Epidemiology and Infection

Original Papers

Gastrointestinal pathogens

Clam-associated vibriosis, USA, 1988–2010

R. B. SLAYTONa1a2 c1, A. E. NEWTONa2, A. DEPAOLAa3, J. L. JONESa3 and B. E. MAHONa2

a1 Epidemic Intelligence Service Officer, Centers for Disease Control and Prevention, Atlanta, GA, USA

a2 Enteric Diseases Epidemiology Branch, Division of Foodborne, Waterborne, and Environmental Diseases, Centers for Disease Control and Prevention, Atlanta, GA, USA

a3 U.S. Food and Drug Administration, Division of Seafood Science and Technology, Gulf Coast Seafood Laboratory, Dauphin Island, AL, USA

SUMMARY

Infections with Vibrio spp. have frequently been associated with consumption of bivalve molluscs, especially oysters, but illness associated with clams has also been well documented. We describe the 2312 domestically acquired foodborne Vibrio infections reported to the Cholera and Other Vibrio Illness Surveillance system from 1988 to 2010. Clams were associated with at least 4% (93 persons, ‘only clams’) and possibly as many as 24% (556 persons, ‘any clams’) of foodborne cases.

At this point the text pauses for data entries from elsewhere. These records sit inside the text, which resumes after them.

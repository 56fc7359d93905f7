//! Default website probe.
//!
//! # Classification
//! - transport failure → `DOWN`
//! - 2xx → `UP`
//! - any other status → the status line text (e.g. `503 Service Unavailable`)
//!
//! Every result is stamped with the current time.

use std::future::Future;
use std::pin::Pin;

use reqwest::header::USER_AGENT;
use reqwest::{Client, StatusCode};

use crate::health::status::{unix_now, HealthStatus};
use crate::observability::metrics;

/// Boxed future returned by [`website_probe`].
pub type ProbeFuture = Pin<Box<dyn Future<Output = HealthStatus> + Send>>;

/// Issue a `HEAD` request to `url` and classify the outcome.
pub async fn check_website(client: &Client, url: &str) -> HealthStatus {
    let response = client
        .head(url)
        .header(USER_AGENT, "mond-agent-health-check")
        .send()
        .await;

    match response {
        Ok(response) => {
            let status = response.status();
            if status.is_success() {
                tracing::debug!(url = %url, status = %status, "Probe succeeded");
                metrics::record_probe("up");
                HealthStatus::up_now()
            } else {
                tracing::warn!(url = %url, status = %status, "Probe failed: non-success status");
                metrics::record_probe("status");
                HealthStatus::new(status_text(status), unix_now())
            }
        }
        Err(e) => {
            tracing::warn!(url = %url, error = %e, "Probe failed: connection error");
            metrics::record_probe("down");
            HealthStatus::down_now()
        }
    }
}

/// Wrap [`check_website`] as a probe function for [`check_all`](crate::health::check_all).
pub fn website_probe(client: Client) -> impl Fn(String) -> ProbeFuture + Send + Sync + 'static {
    move |url: String| {
        let client = client.clone();
        Box::pin(async move { check_website(&client, &url).await })
    }
}

fn status_text(status: StatusCode) -> String {
    match status.canonical_reason() {
        Some(reason) => format!("{} {}", status.as_u16(), reason),
        None => status.as_u16().to_string(),
    }
}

Of those who consumed ‘only clams’, 77% of infections were caused by V. parahaemolyticus. Clam-associated illnesses were generally similar to those associated with other seafood consumption. Clams associated with these illnesses were most frequently harvested from the Atlantic coastal states and eaten raw. Our study describes the contribution of clams to the overall burden of foodborne vibriosis and indicates that a comprehensive programme to prevent foodborne vibriosis need to address the risks associated with clams.

(Received April 09 2013)

(Revised June 19 2013)

(Accepted July 09 2013)

(Online publication August 07 2013)

Key words

  • Clams;
  • epidemiology;
  • shellfish;
  • Vibrionaceae;
  • vulnificus

Correspondence

c1 Author for correspondence: Dr R. B. Slayton, U.S. Centers for Disease Control and Prevention, 1600 Clifton Road, MS A-31, Atlanta, GA 303 33 USA. (Email: via3@cdc.gov)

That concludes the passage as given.